Since dichloroacetic acid (DCAA) and trichloroacetic acid (TCAA) were first reported in chlorinated drinking water in the 1980s (1), a number of studies have shown these compounds to be ubiquitous and of human health concern (2-5). Accordingly, the US Environmental Protection Agency (USEPA) is considering five major haloacetic acids (HAAs) for regulation in the disinfectants and disinfection by-products (D-DBP) rule (6). The maximum contamination level (MCL) is likely to be 60 µg/L for the total concentration of the five HAAs; monochloroacetic acid (MCAA), DCAA, TCAA, monobromoacetic acid (MBAA) and dibromoacetic acid (DBAA). Bromochloroacetic acid (BCAA) and these five HAAs are likely to be included for regulation in the forthcoming information collection rule (ICR) (7).
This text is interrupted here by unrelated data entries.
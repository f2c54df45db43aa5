use buffers_and_batches::driver::trace::TraceDriver;
use buffers_and_batches::driver::{Driver, DriverLimits, TextureId};
use buffers_and_batches::pipeline::state::{
    Blend, Culling, DepthTest, StateManager, WriteMask,
};

#[test]
fn second_apply_issues_zero_driver_calls() {
    let trace = TraceDriver::new();
    let mut state = StateManager::new(trace.limits());
    state.set_blend(Blend::Alpha);
    state.set_depth_test(DepthTest::LessEqual);
    state.apply(&*trace);
    assert!(trace.log_len() > 0);
    trace.take_log();
    state.apply(&*trace);
    assert_eq!(trace.take_log(), vec![]);
}

#[test]
fn each_changed_group_issues_exactly_one_call() {
    let trace = TraceDriver::new();
    let mut state = StateManager::new(trace.limits());
    state.apply(&*trace); // converge the defaults
    trace.take_log();

    state.set_blend(Blend::Additive);
    state.set_culling(Culling::Back);
    state.apply(&*trace);
    let log = trace.take_log();
    assert_eq!(log.len(), 2);
    assert_eq!(trace.count_calls("set_blend"), 0); // drained
    assert_eq!(log.iter().filter(|c| c.entry == "set_blend").count(), 1);
    assert_eq!(log.iter().filter(|c| c.entry == "set_culling").count(), 1);
}

#[test]
fn redundant_set_is_free() {
    let trace = TraceDriver::new();
    let mut state = StateManager::new(trace.limits());
    state.apply(&*trace);
    trace.take_log();
    // setting the already-applied value changes no bits
    state.set_write_mask(WriteMask::COLOR | WriteMask::DEPTH);
    state.apply(&*trace);
    assert_eq!(trace.log_len(), 0);
}

#[test]
fn mutable_state_diffs_by_bit_pattern() {
    let trace = TraceDriver::new();
    let mut state = StateManager::new(trace.limits());
    state.apply(&*trace);
    trace.take_log();
    state.set_line_width(2.5);
    state.set_depth_range(0.1, 0.9);
    state.apply(&*trace);
    assert_eq!(trace.count_calls("set_line_width"), 1);
    assert_eq!(trace.count_calls("set_depth_range"), 1);
    assert_eq!(trace.count_calls("set_point_size"), 0);
    trace.take_log();
    state.set_line_width(2.5); // same bits
    state.apply(&*trace);
    assert_eq!(trace.log_len(), 0);
}

#[test]
fn force_all_touches_every_group_on_the_next_apply() {
    let trace = TraceDriver::new();
    let mut state = StateManager::new(trace.limits());
    state.apply(&*trace);
    trace.take_log();
    state.force_all();
    state.apply(&*trace);
    for entry in [
        "set_blend",
        "set_write_mask",
        "set_culling",
        "set_depth_test",
        "set_stencil",
        "set_provoking_vertex",
        "set_line_width",
        "set_depth_range",
        "set_point_size",
        "set_stencil_values",
    ] {
        assert_eq!(trace.count_calls(entry), 1, "{entry} not reissued");
    }
}

#[test]
fn dirty_texture_units_flush_as_one_contiguous_bind() {
    let trace = TraceDriver::new();
    let mut state = StateManager::new(trace.limits());
    state.apply(&*trace);
    trace.take_log();
    state.bind_texture(2, TextureId(11));
    state.bind_texture(5, TextureId(12));
    state.bind_texture(3, TextureId(13));
    state.apply(&*trace);
    let log = trace.take_log();
    assert_eq!(log.len(), 1);
    assert_eq!(log[0].entry, "texture_bind_units");
    assert!(log[0].detail.contains("first=2"));
    assert!(log[0].detail.contains("count=4"));
}

#[test]
fn without_multi_bind_units_flush_individually() {
    let limits = DriverLimits {
        supports_multi_bind: false,
        ..DriverLimits::default()
    };
    let trace = TraceDriver::with_limits(limits);
    let mut state = StateManager::new(trace.limits());
    state.apply(&*trace);
    trace.take_log();
    state.bind_texture(0, TextureId(21));
    state.bind_texture(7, TextureId(22));
    state.apply(&*trace);
    assert_eq!(trace.count_calls("texture_bind_unit"), 2);
    assert_eq!(trace.count_calls("texture_bind_units"), 0);
}

#[test]
#[should_panic(expected = "Texture unit out of range")]
fn binding_past_the_unit_count_is_fatal() {
    let trace = TraceDriver::new();
    let mut state = StateManager::new(trace.limits());
    let max = trace.limits().max_texture_units;
    state.bind_texture(max, TextureId(1));
}

#[test]
fn rebinding_the_same_unit_keeps_one_call() {
    let trace = TraceDriver::new();
    let mut state = StateManager::new(trace.limits());
    state.apply(&*trace);
    trace.take_log();
    state.bind_texture(4, TextureId(1));
    state.bind_texture(4, TextureId(2)); // last write wins
    state.apply(&*trace);
    let log = trace.take_log();
    assert_eq!(log.len(), 1);
    assert!(log[0].detail.contains("textures=[2]"));
}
The USEPA is also considering the regulation of the other HAAs; bromodichloroacetic acid (BDCAA), chlorodibromoacetic acid (CDBAA) and tribromoacetic acid (TBAA) in the coming phase II D-DBP rule as well.
A number of studies have been reported on the qualitative or quantitative analyses of HAAs (8-11). Two analytical methods for HAAs, USEPA 552 and Standard Method 6233, are currently being used to analyze HAAs in drinking water (12-13). Diazomethane derivatization is used to convert haloacetic acids to their esters in both methods. Diazomethane is prepared on site with a potent carcinogen, 1-methyl-3-nitro-1-nitrosoguanidine (MNNG)(14). Due to the toxicity of MNNG, a great concern has been expressed over its use in HAA analysis especially in water utility laboratories. A liquid-solid extraction and acidic methanol derivatization technique has been reported recently as USEPA Method 552.1 for HAA analysis (15). This acidic methanol derivatization procedure precludes the need for diazomethane. However, very few laboratories are using this method due to the unfamiliar liquid-solid extraction. The ketoacids; glyoxylic acid, pyruvic acid and ketomalonic acid, have been recently reported in ozonated waters (16-18). Although little is known about the human health effects of ketoacids, they are of interest because of their ability as a chemical surrogate for assimilable organic carbon (AOC) (19-20). An O- (2,3,4,5,6-pentaflorobenzyl)-hydroxylamine (PFBHA) and diazomethane double derivatization procedure has been published for ketoacids (16-18).
The objectives of the present study are (1) to develop a microextraction and acidic methanol derivatization procedure for HAA analysis, (2) to develop a PFBHA and acidic methanol procedure for ketoacid analysis, (3) to determine the method detection limits and recoveries of HAA analysis, and (4) to test these methods with laboratory spiked samples and field samples.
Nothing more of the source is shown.